It is the curious power of books that they seem to read us as much as we read them; a single sentence can shift our lives forever. That uncanny connection fuels fascism -- and ultimately liberation -- in "Fahrenheit 451," now staged by author Ray Bradbury's own Pandemonium Theatre Company at the Fremont Centre Theatre. The Pulitzer Prize-winning writer has adapted his classic 1953 novel for the stage, and half a century later, it hasn't lost the power to chill.
Set in a painfully familiar future, "Fahrenheit" depicts an America free of critical inquiry, where everyone guest stars on reality shows and ideas are treated as infections. Guy Montag (David Mauer, alternating with Lee Holmes) works as a fireman, which is to say he starts fires, burning all books and institutionalizing their readers. But when he meets Clarisse (a helium-voiced Jessica D. Stone), his certainties start to erode, and he's soon stealing Dickens and the Bible from incineration sites.
This is an ambitious "Fahrenheit" for a small venue -- it features projections, video clips, and numerous fires -- and director Alan Neal Hubbs' production doesn't quite pull it all off. John Edw. Blankenchip's set design, all verticality and smooth walls, certainly evokes a society of inhuman scale, but the production's aesthetic lacks consistency: at one point fire appears in the form of a paper cut-out, and then later as a more abstract lighting cue.

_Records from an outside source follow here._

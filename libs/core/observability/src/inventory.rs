//! Inventory collection metrics.

use metrics::{counter, gauge, histogram};

/// Inventory metrics recorder
pub struct InventoryMetrics;

impl InventoryMetrics {
    /// Set the resources discovered for one service in the last run
    pub fn set_service_resources(provider: &str, id: &str, service: &str, count: usize) {
        gauge!(
            "inventory_resources_total",
            "provider" => provider.to_string(),
            "id" => id.to_string(),
            "service" => service.to_string()
        )
        .set(count as f64);
    }

    /// Set the number of scopes the credential can see
    pub fn set_scopes(provider: &str, id: &str, count: usize) {
        gauge!(
            "inventory_scopes_total",
            "provider" => provider.to_string(),
            "id" => id.to_string()
        )
        .set(count as f64);
    }

    /// Record a best-effort service left out of a run
    pub fn record_service_skipped(provider: &str, service: &str) {
        counter!(
            "inventory_service_skipped_total",
            "provider" => provider.to_string(),
            "service" => service.to_string()
        )
        .increment(1);
    }

    /// Record a successful collection run
    pub fn record_run_completed(provider: &str, id: &str, resources: usize, duration_secs: f64) {
        counter!(
            "inventory_runs_total",
            "provider" => provider.to_string(),
            "status" => "completed"
        )
        .increment(1);

        histogram!(
            "inventory_run_duration_seconds",
            "provider" => provider.to_string()
        )
        .record(duration_secs);

        tracing::info!(
            provider = provider,
            id = id,
            resources = resources,
            duration_secs = duration_secs,
            "Inventory run completed"
        );
    }

    /// Record a failed collection run
    pub fn record_run_failed(provider: &str, id: &str, error: &str) {
        counter!(
            "inventory_runs_total",
            "provider" => provider.to_string(),
            "status" => "failed"
        )
        .increment(1);

        tracing::error!(provider = provider, id = id, error = error, "Inventory run failed");
    }

    /// Record a credential verification outcome
    pub fn record_verification(provider: &str, id: &str, success: bool) {
        let status = if success { "success" } else { "failed" };
        counter!(
            "inventory_verifications_total",
            "provider" => provider.to_string(),
            "status" => status
        )
        .increment(1);

        tracing::debug!(provider = provider, id = id, status = status, "Verification recorded");
    }
}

What tracks, thanks to Mauer's understated performance, is Montag's dawning realization that he is a man who can't live without asking questions. Bradbury's vision affirms the incantatory power of the written word, ensuring that "Fahrenheit" remains a bracing parable.
-- Charlotte Stoudt
"Fahrenheit 451," Fremont CentreTheatre, 1000 Fremont Ave., South Pasadena. 8 p.m. Fridays and Saturdays, 3 p.m. Sundays. No performance July 4. Ends July 26. $10-$20. (323) 960-4451. Running time: 2 hours.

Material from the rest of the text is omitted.